Brief: Which lines mention "Copy"? Show each one from the listing.
*** Begin section ***
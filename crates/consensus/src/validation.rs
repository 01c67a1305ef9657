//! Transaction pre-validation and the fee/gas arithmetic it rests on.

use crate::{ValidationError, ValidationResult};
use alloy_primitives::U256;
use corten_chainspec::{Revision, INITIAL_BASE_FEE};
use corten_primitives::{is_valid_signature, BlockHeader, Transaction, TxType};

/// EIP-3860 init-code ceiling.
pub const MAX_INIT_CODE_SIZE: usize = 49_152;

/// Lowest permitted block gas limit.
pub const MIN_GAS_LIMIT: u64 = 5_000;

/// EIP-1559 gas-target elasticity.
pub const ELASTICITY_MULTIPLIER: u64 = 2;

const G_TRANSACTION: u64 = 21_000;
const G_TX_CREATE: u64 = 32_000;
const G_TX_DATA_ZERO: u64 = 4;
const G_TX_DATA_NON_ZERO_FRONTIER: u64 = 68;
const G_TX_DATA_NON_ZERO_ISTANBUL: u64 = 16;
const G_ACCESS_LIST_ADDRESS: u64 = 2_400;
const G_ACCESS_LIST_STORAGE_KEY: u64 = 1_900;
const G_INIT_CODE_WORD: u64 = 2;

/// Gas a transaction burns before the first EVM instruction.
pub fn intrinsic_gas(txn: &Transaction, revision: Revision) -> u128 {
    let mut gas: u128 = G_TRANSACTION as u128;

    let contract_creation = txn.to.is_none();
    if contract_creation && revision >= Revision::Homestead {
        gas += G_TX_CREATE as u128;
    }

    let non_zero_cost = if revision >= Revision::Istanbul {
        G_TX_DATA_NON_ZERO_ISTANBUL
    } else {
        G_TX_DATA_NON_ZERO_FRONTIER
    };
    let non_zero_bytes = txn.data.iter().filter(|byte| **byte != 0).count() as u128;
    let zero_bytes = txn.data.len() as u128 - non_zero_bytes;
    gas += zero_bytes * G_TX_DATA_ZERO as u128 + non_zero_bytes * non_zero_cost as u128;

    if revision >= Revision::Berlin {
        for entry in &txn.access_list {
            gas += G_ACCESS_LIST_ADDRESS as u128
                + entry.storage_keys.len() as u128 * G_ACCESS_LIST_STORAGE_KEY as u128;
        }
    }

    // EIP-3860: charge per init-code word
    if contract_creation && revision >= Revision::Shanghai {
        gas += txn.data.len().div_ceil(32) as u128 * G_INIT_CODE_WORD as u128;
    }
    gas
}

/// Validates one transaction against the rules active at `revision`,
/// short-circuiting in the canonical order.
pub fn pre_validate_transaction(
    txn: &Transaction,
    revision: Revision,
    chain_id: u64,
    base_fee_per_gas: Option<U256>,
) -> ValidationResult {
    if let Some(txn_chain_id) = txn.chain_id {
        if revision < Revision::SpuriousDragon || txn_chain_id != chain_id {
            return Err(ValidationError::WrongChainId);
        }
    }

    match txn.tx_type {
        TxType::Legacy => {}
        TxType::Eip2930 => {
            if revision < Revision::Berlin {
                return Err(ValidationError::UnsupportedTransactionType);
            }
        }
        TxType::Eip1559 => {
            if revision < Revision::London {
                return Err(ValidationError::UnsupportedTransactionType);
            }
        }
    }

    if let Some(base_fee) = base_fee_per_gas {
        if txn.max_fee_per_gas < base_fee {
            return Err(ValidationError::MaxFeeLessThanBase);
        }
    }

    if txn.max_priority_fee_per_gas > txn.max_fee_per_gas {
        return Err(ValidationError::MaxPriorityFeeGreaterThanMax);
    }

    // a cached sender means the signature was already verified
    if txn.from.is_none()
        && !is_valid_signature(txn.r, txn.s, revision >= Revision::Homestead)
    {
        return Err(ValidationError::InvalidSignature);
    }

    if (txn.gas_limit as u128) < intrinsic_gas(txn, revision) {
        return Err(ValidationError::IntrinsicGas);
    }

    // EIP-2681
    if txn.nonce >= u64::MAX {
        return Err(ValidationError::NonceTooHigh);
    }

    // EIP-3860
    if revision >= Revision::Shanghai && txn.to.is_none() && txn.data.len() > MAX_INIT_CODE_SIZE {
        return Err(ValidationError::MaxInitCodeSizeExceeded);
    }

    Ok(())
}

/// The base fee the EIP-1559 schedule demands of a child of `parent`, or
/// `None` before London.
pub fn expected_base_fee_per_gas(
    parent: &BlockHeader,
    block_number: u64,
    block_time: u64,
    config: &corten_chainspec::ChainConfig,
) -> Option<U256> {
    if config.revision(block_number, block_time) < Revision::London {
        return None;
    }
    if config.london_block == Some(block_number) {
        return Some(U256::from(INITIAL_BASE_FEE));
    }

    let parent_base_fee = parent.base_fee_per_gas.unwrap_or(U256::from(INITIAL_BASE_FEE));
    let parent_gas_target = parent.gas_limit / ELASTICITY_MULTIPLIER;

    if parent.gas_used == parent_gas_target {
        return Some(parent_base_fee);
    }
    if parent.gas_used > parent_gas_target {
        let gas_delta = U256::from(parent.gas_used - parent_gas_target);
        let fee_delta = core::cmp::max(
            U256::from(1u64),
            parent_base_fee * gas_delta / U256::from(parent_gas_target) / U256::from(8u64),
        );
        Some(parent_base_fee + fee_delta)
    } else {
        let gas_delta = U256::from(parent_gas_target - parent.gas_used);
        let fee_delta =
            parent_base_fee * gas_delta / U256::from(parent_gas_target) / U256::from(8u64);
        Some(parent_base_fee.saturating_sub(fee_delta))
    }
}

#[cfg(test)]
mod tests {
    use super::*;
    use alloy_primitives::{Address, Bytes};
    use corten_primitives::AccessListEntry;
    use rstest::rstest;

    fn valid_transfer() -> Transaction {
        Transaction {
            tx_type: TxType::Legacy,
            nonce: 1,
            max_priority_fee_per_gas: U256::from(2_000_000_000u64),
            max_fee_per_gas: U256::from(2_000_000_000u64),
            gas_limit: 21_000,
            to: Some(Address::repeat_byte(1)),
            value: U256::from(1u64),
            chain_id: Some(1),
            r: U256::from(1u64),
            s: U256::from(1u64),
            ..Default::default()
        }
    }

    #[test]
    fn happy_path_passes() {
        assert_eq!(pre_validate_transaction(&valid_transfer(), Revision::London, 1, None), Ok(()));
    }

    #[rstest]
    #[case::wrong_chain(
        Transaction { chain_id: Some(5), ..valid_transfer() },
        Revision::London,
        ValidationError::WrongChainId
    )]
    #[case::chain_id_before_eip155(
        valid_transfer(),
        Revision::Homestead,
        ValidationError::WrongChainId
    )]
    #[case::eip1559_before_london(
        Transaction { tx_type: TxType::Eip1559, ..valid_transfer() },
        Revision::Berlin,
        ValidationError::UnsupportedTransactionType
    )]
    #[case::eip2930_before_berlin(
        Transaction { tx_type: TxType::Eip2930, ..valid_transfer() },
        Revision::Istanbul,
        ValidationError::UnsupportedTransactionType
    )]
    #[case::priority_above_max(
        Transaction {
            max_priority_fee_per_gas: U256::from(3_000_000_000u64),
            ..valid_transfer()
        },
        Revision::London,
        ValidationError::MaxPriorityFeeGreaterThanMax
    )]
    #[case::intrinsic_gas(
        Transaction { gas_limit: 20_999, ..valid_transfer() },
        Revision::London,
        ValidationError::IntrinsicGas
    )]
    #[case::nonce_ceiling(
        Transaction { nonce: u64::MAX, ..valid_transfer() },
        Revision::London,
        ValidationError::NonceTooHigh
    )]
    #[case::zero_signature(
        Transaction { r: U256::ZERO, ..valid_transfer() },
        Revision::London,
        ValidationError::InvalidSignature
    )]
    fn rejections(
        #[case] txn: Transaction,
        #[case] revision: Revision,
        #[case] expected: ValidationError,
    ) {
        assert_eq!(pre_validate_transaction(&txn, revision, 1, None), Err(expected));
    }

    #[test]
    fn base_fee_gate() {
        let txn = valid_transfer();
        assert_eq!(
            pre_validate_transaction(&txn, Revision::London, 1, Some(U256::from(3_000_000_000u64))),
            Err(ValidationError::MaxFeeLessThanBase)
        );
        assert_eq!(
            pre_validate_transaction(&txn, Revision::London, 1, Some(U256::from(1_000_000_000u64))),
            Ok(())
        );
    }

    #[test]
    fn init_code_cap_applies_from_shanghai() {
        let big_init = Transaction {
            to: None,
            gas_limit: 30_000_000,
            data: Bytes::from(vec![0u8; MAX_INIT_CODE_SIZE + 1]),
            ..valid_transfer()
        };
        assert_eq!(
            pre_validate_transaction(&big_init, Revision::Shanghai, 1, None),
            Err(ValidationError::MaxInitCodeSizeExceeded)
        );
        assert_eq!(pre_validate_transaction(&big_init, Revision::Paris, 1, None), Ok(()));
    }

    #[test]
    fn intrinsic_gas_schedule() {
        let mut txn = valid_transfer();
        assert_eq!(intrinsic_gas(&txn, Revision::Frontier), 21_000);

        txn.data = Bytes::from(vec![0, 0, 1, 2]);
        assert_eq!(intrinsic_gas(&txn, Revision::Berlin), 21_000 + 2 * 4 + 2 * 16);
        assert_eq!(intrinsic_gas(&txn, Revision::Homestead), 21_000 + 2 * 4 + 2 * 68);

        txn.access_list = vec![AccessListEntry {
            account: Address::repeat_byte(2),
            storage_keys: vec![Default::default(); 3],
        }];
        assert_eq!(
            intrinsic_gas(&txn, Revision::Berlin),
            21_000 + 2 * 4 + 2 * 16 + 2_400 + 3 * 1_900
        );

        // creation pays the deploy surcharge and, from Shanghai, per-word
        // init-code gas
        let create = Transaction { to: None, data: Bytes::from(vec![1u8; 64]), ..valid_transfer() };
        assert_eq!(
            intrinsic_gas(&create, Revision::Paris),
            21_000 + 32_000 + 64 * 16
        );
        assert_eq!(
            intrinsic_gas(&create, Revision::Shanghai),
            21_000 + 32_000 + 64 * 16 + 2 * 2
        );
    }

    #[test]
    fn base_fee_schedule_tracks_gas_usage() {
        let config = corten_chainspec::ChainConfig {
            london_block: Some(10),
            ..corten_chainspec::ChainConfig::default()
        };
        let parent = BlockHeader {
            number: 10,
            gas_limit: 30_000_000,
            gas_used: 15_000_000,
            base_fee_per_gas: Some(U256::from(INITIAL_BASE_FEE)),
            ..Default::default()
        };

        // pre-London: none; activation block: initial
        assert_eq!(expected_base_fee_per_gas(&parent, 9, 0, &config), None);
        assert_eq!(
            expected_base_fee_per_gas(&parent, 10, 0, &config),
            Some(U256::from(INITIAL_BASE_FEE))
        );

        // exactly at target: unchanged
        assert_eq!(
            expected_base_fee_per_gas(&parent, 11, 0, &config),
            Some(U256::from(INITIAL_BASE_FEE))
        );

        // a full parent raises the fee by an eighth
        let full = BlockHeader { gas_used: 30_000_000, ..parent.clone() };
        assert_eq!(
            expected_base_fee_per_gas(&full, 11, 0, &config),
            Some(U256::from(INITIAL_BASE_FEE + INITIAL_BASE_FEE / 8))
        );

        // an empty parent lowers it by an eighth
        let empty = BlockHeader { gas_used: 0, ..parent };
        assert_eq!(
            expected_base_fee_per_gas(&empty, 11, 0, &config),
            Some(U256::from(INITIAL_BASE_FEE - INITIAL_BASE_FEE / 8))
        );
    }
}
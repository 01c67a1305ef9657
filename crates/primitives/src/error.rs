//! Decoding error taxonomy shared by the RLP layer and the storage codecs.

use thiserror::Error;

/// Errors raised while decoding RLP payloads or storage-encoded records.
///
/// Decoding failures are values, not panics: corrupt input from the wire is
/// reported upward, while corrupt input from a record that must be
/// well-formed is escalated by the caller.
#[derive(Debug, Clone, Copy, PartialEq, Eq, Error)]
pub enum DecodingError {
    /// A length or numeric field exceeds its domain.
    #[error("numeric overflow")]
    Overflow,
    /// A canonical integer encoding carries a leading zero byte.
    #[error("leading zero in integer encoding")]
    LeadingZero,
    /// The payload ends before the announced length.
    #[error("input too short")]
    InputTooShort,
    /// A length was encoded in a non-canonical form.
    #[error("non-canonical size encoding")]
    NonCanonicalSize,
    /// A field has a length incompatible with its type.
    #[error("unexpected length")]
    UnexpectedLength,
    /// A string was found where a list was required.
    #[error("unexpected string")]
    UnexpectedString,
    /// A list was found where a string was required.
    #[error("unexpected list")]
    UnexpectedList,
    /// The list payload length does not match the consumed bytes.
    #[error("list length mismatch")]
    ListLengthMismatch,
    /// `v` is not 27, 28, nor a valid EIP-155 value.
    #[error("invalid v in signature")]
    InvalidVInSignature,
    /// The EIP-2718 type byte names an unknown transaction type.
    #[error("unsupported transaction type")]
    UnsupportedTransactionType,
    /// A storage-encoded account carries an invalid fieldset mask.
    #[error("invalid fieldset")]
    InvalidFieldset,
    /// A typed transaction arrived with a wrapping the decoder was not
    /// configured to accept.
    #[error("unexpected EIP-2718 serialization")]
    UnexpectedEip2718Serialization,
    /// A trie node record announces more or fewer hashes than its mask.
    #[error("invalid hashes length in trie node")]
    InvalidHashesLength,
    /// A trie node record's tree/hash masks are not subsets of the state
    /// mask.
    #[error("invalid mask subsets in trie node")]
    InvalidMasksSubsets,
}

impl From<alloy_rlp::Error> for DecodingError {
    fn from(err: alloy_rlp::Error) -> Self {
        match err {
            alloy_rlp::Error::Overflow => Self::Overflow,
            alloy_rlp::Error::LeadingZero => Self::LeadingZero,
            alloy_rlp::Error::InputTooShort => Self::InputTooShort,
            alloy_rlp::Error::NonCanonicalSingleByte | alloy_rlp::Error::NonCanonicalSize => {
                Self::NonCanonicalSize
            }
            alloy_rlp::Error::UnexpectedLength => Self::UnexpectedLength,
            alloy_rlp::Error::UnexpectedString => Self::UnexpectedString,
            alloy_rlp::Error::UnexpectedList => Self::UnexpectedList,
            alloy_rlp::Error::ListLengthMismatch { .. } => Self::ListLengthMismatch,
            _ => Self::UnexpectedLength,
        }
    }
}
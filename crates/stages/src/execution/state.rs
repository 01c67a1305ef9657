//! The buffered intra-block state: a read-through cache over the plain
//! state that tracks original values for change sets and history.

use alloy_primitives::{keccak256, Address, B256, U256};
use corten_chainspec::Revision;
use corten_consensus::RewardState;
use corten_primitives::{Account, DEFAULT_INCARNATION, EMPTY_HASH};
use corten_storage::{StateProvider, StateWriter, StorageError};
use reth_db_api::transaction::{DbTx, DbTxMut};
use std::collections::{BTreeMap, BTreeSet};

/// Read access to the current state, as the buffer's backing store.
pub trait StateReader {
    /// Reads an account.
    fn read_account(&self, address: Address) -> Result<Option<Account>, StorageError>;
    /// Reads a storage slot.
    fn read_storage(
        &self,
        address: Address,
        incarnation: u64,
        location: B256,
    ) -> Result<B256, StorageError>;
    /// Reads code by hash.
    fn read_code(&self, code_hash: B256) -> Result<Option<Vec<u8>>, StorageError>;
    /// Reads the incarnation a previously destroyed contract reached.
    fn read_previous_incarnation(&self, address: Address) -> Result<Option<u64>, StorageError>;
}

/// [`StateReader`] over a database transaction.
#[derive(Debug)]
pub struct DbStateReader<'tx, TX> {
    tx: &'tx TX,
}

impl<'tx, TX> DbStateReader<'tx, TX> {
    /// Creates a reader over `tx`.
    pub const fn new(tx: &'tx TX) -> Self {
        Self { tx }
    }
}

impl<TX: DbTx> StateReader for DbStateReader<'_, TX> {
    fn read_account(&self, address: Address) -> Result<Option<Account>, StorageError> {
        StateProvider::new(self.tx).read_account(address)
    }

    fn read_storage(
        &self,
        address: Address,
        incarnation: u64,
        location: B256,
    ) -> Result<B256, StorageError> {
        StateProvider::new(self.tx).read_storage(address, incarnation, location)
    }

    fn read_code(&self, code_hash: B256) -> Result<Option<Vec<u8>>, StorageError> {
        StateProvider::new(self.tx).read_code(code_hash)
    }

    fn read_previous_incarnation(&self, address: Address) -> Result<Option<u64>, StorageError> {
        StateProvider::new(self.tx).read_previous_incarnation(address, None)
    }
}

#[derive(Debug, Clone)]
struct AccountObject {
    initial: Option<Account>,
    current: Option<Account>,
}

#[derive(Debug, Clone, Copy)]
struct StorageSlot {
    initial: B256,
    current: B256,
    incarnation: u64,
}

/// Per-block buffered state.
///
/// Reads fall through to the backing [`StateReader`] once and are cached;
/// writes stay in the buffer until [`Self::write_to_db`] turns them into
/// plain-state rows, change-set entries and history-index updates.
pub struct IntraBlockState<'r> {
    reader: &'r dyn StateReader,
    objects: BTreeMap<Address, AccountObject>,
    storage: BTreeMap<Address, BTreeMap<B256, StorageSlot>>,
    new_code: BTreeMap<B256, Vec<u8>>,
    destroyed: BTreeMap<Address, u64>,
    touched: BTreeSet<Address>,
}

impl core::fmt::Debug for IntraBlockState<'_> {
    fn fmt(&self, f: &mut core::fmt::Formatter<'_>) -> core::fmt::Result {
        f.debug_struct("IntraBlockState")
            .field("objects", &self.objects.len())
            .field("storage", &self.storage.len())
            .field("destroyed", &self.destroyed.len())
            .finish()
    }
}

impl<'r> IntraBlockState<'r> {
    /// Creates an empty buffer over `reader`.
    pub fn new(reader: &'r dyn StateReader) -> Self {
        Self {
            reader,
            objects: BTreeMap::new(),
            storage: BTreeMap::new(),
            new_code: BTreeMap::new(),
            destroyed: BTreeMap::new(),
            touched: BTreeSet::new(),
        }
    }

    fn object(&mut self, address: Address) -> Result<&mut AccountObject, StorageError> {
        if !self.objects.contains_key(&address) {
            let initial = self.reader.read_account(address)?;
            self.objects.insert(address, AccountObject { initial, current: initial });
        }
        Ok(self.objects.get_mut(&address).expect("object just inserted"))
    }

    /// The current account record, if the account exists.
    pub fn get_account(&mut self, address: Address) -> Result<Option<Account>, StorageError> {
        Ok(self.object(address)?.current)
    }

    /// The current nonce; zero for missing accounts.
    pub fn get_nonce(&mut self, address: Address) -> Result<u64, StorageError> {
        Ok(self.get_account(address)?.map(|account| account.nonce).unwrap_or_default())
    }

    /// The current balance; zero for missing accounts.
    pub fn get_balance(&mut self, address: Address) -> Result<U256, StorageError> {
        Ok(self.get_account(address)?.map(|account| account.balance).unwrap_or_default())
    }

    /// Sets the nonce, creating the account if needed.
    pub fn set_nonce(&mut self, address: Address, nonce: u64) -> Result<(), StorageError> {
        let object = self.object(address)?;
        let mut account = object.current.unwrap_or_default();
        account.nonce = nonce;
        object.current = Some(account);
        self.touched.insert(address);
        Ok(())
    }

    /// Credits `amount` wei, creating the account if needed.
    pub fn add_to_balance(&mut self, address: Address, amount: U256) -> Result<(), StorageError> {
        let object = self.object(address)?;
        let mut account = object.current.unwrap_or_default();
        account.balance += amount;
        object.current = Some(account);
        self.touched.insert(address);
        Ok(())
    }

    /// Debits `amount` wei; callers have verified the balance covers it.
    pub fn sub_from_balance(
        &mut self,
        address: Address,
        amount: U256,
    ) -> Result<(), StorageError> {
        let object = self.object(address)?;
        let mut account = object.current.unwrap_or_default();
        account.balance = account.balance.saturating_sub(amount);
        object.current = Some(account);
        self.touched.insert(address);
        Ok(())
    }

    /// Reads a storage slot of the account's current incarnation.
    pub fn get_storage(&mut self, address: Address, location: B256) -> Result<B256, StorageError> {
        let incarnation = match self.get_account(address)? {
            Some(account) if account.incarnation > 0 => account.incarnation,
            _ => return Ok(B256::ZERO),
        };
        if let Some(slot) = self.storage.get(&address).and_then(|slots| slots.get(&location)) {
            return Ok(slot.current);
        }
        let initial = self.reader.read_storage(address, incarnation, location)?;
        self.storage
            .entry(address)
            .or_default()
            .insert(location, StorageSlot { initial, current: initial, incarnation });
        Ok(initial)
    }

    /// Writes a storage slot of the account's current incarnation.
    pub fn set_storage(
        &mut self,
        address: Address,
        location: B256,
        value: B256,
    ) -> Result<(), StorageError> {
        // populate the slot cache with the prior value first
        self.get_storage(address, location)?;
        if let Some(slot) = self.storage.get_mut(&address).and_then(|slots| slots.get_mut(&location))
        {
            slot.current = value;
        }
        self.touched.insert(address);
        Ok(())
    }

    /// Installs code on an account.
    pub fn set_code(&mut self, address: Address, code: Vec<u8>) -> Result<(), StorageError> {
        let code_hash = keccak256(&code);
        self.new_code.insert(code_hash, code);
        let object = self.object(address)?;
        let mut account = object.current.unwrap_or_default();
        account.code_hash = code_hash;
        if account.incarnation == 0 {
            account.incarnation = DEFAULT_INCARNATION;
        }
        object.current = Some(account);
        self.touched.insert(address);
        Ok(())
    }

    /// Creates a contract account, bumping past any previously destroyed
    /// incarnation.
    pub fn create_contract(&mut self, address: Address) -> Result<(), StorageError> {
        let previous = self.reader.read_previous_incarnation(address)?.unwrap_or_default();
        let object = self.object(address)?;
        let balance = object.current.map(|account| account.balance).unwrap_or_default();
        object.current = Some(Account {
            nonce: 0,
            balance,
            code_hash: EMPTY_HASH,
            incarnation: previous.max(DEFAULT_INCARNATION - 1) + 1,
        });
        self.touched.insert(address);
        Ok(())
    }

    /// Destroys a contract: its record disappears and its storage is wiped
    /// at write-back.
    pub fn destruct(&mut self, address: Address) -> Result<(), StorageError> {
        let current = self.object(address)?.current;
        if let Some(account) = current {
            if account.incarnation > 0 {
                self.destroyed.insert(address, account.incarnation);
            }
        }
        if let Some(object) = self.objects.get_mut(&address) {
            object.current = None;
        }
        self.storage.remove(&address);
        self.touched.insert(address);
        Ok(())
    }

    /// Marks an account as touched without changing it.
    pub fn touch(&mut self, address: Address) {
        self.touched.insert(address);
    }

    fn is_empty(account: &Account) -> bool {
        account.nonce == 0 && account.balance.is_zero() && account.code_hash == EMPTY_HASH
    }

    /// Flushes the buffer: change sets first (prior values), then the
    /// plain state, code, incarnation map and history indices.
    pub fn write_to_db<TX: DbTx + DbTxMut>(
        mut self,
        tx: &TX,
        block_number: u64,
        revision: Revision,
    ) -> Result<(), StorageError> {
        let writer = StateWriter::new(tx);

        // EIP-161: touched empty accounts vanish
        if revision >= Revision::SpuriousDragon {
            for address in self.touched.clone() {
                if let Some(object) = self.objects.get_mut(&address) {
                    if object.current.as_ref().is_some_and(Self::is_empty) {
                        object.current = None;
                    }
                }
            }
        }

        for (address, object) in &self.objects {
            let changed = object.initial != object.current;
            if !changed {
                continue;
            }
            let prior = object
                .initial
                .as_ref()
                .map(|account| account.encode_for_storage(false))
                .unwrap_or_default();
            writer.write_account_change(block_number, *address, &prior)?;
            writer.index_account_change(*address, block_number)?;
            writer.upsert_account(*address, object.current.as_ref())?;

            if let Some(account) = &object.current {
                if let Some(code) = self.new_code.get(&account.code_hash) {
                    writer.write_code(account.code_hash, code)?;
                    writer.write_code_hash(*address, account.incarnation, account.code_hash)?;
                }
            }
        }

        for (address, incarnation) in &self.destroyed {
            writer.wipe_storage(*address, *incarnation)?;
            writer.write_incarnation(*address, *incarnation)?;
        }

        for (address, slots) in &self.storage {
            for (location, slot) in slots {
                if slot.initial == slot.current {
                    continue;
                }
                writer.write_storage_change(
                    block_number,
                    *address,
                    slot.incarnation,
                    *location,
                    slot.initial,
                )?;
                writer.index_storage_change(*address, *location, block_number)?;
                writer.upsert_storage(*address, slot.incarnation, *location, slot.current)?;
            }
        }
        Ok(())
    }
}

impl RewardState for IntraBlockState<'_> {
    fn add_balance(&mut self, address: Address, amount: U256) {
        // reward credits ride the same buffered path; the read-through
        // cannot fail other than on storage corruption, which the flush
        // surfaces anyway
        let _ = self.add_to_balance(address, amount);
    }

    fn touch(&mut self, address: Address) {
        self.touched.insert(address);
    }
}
*** End section ***
Response to the task:
#[derive(Debug, Clone, Copy, PartialEq, Eq, Error)]
#[derive(Debug, Clone, Copy)]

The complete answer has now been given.